Nun denn, auch dieser Möglichkeitsraum für Räuber- Gendarm und Heizwerker-Spiele erledigt sich so langsam, denn in Eisenhüttenstadt wird nicht nur überirdisch rückgebaut.
So werden demnächst im Zuge der Hauptstraßen-Sanierung im (nominellen) Stadtzentrum die unter Tage liegenden Wärmerversorgungsanlagen a) demontiert bzw. b) verschüttet. Die Unterwelt verschwindet also, die Halbwelt Eisenhüttenstadts bleibt aber vermutlich. Dass die Idee, die Wärme auf diese Weise zu transportieren in ihrer Zeit wirklich fragwürdig war, wie der Text behauptet, wage ich ein bisschen zu bezweifeln. Denn erstens waren die Strecken innerstädtisch nicht wirklich weit (von hier zum Standort des abgerissenen Heizkraftwerks waren es vielleicht zwei Kilometer), zweitens konnten die Häuser nicht so leicht durch lecke Gastanks explodieren und auch sonst musste man sich wenig Gedanken um die warme Stube machen und drittens gab es für die Kinder der Stadt nebenbei tolle Abenteuerspielplätze a la Alaska.de, nur eher friedlich und unschuldig. In diesem Punkt muss ich aus der Rückschau Straßenmeister Thomas Jehnichen wirklich zustimmen:
"Aber hier runterzugehen, macht[e] immer wieder Spaß."
Jawohl! Recht hat der Mann! - das übrigens auch mit einer weiteren zitierten Aussage, die bestimmt nicht so zweideutig gemeint ist, wie sie klingt:
"Die haben hier damals nichts dem Zufall überlassen."
Wir, die wir auch das Leben der Anderen kennen, vermögen uns durchaus vorzustellen, wer außer uns neugierigen Kindsköpfen durch die Kanäle schlich und lauschte.

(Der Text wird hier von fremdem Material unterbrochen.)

use serde::Serialize;
use supervisor_allocation_database::{PersonId, Phase, SelectionId, SelectionStatus};
use thiserror::Error;

/// The category of a rejected intent, shared by all operations so callers can map them to
/// messages or status codes in one place.
#[derive(Debug, Clone, Copy, PartialEq, Eq, Hash, Serialize)]
#[serde(rename_all = "snake_case")]
pub enum ErrorKind {
    NotFound,
    Unauthorized,
    PhaseNotOpen,
    DuplicateActiveSelection,
    QuotaExceeded,
    NotCancelable,
    InvalidTransition,
}

#[derive(Debug, Clone, PartialEq, Eq, Error)]
pub enum ApplyError {
    #[error("no student or instructor with id {0}")]
    NotFound(PersonId),
    #[error("applications are not accepted in phase {phase}")]
    PhaseNotOpen { phase: Phase },
    #[error("the student already holds the active selection {existing}")]
    DuplicateActiveSelection { existing: SelectionId },
    #[error("instructor {instructor} has no open seats left (quota {quota})")]
    QuotaExceeded { instructor: PersonId, quota: u32 },
}

impl ApplyError {
    #[must_use]
    pub const fn kind(&self) -> ErrorKind {
        match self {
            Self::NotFound(_) => ErrorKind::NotFound,
            Self::PhaseNotOpen { .. } => ErrorKind::PhaseNotOpen,
            Self::DuplicateActiveSelection { .. } => ErrorKind::DuplicateActiveSelection,
            Self::QuotaExceeded { .. } => ErrorKind::QuotaExceeded,
        }
    }
}

#[derive(Debug, Clone, PartialEq, Eq, Error)]
pub enum CancelError {
    #[error("no student with id {0}")]
    NotFound(PersonId),
    #[error("applications can't be withdrawn in phase {phase}")]
    PhaseNotOpen { phase: Phase },
    #[error("there is no pending selection to withdraw")]
    NotCancelable,
}

impl CancelError {
    #[must_use]
    pub const fn kind(&self) -> ErrorKind {
        match self {
            Self::NotFound(_) => ErrorKind::NotFound,
            Self::PhaseNotOpen { .. } => ErrorKind::PhaseNotOpen,
            Self::NotCancelable => ErrorKind::NotCancelable,
        }
    }
}

#[derive(Debug, Clone, PartialEq, Eq, Error)]
pub enum DecideError {
    #[error("no selection with id {0}")]
    UnknownSelection(SelectionId),
    #[error("no instructor with id {0}")]
    UnknownInstructor(PersonId),
    #[error("the selection belongs to another instructor")]
    Unauthorized,
    #[error("decisions are not accepted in phase {phase}")]
    PhaseNotOpen { phase: Phase },
    #[error("a {from:?} selection can't become {to:?}")]
    InvalidTransition {
        from: SelectionStatus,
        to: SelectionStatus,
    },
    #[error("instructor {instructor} has no open seats left (quota {quota})")]
    QuotaExceeded { instructor: PersonId, quota: u32 },
}

impl DecideError {
    #[must_use]
    pub const fn kind(&self) -> ErrorKind {
        match self {
            Self::UnknownSelection(_) | Self::UnknownInstructor(_) => ErrorKind::NotFound,
            Self::Unauthorized => ErrorKind::Unauthorized,
            Self::PhaseNotOpen { .. } => ErrorKind::PhaseNotOpen,
            Self::InvalidTransition { .. } => ErrorKind::InvalidTransition,
            Self::QuotaExceeded { .. } => ErrorKind::QuotaExceeded,
        }
    }
}

/// Errors of operations reserved for administrators.
#[derive(Debug, Clone, PartialEq, Eq, Error)]
pub enum AdminError {
    #[error("only administrators may do this")]
    Unauthorized,
    #[error("no instructor with id {0}")]
    NotFound(PersonId),
}

impl AdminError {
    #[must_use]
    pub const fn kind(&self) -> ErrorKind {
        match self {
            Self::Unauthorized => ErrorKind::Unauthorized,
            Self::NotFound(_) => ErrorKind::NotFound,
        }
    }
}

Da zischte - so gaukelt es uns die Fantasie in die Erinnerung - vermutlich nicht nur heißer Dampf um die Ecke, da hatte manches auch Hand und Fuß. Nun, so angeregt durch die aktuelle Stimulation aus der Zeitung, wünschte man sich, die entscheidenden Stellen der Stadt würden vor der Verfüllung der Anlagen noch einmal eine Heizstollenführung ermöglichen (gern auch gegen Eintritt), damit man Abschied nehmen kann, von diesem nicht zu unterschätzenden Erinnerungsort. Ansonsten bleiben uns die Zeilen aus der MOZ: Eisenhüttenstadt von Unten.